> **Exercise requirements**
Calculate how many lines of the data hold "trimmed". The answer consists of that number only.

> **Information shown**
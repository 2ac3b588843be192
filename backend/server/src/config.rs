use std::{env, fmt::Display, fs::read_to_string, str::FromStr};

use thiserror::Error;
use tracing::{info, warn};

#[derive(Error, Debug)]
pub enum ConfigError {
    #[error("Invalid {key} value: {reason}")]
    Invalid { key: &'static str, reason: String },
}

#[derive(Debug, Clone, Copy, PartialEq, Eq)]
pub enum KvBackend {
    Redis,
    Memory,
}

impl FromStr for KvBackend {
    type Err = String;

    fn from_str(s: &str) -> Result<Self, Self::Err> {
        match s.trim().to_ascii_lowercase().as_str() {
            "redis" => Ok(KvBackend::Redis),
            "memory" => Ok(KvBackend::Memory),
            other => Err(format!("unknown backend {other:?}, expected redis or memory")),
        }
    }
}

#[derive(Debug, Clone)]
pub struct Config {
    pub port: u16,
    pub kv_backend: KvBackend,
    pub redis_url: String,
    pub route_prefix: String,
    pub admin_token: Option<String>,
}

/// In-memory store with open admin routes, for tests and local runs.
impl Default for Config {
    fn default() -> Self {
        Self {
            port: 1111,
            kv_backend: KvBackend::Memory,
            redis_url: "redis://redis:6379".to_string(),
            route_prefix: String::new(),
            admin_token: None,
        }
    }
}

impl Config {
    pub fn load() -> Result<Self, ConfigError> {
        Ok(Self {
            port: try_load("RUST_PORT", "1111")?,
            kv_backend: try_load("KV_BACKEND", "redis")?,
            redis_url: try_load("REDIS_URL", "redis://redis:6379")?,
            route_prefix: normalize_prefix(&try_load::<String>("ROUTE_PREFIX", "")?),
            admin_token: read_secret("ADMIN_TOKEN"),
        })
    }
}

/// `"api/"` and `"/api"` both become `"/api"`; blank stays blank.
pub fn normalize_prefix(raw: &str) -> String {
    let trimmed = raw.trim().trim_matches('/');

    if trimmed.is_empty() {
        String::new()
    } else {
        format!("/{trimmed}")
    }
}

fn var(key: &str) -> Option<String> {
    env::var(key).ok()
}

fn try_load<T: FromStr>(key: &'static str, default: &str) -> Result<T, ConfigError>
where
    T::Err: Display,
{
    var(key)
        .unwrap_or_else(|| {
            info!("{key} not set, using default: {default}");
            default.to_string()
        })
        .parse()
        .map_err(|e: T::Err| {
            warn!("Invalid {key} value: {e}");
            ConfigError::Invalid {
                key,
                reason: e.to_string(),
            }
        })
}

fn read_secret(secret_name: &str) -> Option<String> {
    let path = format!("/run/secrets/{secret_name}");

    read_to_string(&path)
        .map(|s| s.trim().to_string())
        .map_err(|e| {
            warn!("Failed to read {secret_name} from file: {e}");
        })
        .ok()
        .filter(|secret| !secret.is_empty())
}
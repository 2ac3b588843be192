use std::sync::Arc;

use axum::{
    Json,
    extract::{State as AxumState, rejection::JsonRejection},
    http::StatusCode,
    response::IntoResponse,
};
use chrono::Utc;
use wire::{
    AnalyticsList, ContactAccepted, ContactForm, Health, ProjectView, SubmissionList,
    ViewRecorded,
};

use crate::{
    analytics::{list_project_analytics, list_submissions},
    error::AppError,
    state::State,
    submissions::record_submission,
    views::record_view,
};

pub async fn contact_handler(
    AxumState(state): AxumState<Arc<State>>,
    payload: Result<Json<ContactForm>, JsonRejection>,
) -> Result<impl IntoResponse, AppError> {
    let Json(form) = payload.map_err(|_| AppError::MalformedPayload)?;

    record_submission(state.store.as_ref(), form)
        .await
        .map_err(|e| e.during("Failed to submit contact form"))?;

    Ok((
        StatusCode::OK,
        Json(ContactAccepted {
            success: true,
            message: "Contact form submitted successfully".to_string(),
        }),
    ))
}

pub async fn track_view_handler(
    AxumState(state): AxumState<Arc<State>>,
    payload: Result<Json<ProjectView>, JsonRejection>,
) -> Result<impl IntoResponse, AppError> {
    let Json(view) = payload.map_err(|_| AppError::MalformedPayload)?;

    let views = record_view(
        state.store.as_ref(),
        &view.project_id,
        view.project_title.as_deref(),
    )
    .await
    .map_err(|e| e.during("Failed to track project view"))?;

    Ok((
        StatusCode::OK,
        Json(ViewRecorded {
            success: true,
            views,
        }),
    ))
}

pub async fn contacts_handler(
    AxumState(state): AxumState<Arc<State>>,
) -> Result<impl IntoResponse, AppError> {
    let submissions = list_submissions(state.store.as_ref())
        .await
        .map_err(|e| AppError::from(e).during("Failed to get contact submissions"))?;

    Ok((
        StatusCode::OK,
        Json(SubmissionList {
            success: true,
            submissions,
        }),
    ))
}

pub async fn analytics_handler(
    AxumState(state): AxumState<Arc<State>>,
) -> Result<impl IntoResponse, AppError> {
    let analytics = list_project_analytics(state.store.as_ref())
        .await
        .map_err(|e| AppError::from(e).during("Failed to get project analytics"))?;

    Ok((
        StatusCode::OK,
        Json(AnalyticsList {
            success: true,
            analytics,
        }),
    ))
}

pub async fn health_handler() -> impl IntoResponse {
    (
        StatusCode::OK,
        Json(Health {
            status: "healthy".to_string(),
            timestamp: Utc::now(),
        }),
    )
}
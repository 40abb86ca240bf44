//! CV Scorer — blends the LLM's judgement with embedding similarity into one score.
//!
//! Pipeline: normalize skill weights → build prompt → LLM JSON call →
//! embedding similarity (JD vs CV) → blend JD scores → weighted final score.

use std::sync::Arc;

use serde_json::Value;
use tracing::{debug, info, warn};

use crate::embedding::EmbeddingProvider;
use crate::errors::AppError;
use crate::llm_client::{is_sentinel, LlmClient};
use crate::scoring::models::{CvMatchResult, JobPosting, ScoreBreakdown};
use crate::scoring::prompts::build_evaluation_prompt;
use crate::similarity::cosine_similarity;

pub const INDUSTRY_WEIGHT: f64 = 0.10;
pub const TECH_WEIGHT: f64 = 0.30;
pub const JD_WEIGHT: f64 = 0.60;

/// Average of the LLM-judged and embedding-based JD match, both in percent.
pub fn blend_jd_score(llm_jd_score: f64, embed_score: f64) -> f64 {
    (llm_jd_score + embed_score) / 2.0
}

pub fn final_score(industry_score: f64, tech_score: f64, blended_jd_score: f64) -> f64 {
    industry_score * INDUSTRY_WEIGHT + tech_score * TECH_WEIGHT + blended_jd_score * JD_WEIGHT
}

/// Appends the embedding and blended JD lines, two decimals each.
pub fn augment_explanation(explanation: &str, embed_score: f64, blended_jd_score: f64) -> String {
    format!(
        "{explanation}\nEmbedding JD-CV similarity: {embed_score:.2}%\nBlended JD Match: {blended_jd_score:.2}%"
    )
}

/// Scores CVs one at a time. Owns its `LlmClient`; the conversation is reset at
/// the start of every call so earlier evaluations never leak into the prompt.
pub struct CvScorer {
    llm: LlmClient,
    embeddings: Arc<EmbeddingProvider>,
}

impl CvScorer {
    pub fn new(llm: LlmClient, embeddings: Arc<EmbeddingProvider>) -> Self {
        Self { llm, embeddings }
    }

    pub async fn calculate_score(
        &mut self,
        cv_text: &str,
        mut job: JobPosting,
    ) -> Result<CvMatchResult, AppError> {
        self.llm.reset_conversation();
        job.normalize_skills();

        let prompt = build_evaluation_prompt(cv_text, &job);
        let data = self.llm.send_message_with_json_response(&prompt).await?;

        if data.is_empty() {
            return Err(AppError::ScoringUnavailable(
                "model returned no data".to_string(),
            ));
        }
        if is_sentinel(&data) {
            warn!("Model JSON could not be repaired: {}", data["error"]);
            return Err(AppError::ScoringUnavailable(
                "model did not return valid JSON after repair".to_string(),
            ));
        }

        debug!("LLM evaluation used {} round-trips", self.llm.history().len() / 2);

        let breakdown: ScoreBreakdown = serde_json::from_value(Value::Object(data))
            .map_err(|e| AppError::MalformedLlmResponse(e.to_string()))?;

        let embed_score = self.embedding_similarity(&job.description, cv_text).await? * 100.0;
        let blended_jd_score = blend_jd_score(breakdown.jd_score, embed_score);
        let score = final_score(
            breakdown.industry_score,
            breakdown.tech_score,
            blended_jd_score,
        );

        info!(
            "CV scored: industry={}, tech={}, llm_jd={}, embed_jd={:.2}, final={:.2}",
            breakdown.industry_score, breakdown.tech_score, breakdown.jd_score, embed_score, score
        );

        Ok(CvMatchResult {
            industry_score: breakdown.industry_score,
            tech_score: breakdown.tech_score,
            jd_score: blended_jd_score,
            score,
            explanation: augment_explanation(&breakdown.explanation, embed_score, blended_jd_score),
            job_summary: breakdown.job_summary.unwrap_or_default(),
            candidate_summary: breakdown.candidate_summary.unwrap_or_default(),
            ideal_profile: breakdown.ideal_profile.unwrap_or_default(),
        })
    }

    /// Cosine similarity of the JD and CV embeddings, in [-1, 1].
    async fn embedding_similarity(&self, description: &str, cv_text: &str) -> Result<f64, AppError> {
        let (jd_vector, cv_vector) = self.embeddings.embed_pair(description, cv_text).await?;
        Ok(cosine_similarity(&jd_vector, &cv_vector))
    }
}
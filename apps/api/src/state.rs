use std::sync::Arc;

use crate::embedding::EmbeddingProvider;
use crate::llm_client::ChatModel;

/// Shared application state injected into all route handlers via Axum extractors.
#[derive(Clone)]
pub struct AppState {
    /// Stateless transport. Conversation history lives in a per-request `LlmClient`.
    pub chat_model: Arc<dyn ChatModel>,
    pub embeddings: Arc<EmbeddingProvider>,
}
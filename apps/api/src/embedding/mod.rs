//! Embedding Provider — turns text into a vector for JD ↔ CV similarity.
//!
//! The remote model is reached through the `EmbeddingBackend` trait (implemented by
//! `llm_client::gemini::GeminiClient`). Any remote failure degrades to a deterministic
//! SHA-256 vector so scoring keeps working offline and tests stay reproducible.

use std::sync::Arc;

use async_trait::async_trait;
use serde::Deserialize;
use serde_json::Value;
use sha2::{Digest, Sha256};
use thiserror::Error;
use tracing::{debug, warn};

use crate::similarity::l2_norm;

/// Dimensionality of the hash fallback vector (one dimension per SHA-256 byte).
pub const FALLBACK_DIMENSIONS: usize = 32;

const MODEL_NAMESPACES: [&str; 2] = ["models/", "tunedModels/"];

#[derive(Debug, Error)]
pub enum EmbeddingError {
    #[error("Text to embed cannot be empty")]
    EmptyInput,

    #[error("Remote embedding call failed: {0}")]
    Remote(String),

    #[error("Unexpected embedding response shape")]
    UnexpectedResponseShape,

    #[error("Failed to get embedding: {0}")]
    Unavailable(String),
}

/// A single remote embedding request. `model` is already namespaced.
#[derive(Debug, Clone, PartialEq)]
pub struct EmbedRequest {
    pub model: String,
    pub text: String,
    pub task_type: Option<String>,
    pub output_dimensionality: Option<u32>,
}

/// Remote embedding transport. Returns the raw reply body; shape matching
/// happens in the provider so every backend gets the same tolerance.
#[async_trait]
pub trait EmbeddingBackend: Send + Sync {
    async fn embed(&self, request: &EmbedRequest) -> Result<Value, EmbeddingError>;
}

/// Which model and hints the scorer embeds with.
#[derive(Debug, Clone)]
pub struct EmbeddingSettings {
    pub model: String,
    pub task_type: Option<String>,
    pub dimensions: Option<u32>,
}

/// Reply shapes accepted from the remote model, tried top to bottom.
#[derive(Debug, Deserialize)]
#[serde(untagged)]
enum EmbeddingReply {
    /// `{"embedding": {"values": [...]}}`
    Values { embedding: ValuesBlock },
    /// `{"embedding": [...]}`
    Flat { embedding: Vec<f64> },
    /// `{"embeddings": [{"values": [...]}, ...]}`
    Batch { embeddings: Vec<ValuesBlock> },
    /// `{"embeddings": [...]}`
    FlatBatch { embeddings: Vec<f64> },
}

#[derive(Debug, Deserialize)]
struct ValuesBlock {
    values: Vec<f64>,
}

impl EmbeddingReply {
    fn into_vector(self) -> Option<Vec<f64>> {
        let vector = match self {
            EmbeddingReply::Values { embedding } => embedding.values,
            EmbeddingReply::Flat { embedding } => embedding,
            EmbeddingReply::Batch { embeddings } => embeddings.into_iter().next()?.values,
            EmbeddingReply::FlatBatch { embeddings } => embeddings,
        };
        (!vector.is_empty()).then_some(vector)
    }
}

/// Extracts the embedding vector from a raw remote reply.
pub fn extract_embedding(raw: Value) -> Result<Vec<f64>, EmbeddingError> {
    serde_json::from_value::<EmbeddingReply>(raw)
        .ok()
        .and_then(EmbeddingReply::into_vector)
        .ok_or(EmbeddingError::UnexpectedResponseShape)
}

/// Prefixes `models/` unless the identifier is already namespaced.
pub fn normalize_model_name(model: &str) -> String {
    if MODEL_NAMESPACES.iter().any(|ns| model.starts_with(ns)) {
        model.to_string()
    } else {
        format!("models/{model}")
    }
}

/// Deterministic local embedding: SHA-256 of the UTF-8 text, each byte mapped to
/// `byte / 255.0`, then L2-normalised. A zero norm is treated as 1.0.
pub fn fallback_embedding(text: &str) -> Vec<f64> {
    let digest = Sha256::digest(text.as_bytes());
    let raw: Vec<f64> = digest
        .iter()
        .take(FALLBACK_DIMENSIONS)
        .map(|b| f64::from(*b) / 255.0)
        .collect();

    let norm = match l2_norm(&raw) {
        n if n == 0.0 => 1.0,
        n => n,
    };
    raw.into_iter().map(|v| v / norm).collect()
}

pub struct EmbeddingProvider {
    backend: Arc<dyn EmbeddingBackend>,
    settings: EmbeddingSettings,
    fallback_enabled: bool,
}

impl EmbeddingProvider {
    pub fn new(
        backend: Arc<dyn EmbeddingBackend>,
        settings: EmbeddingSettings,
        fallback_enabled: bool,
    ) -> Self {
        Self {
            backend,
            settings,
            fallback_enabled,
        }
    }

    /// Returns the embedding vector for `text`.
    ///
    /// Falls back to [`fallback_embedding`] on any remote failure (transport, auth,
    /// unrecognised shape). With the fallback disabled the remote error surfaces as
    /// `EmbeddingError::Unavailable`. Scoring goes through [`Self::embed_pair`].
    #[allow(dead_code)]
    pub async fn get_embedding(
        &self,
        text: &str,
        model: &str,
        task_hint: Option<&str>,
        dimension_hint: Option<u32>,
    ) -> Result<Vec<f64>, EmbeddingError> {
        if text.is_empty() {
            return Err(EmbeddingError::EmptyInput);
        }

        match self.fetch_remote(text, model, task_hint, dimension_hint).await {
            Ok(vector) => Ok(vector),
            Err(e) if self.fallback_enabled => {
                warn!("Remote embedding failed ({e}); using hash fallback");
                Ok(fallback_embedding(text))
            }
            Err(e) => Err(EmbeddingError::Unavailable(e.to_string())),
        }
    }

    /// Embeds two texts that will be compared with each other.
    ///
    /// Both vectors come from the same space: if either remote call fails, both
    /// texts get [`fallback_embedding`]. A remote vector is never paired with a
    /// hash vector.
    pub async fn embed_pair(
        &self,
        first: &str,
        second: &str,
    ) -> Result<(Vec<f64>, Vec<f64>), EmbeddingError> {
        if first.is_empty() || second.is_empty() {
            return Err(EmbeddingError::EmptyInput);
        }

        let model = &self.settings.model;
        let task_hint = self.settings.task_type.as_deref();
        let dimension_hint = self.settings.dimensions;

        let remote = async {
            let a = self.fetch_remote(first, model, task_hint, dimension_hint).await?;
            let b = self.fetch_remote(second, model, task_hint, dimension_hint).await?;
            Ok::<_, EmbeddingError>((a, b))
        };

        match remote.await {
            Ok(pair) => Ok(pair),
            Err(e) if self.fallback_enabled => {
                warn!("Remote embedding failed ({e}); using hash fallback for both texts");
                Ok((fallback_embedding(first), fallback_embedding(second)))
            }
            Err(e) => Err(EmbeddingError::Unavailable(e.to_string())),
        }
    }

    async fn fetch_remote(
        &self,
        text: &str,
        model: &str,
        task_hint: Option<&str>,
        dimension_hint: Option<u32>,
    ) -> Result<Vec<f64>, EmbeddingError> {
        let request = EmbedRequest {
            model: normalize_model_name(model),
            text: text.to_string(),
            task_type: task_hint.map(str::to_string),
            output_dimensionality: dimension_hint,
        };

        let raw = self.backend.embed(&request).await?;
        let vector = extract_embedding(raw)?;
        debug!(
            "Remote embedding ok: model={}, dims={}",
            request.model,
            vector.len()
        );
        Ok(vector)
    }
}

> **Reply**
3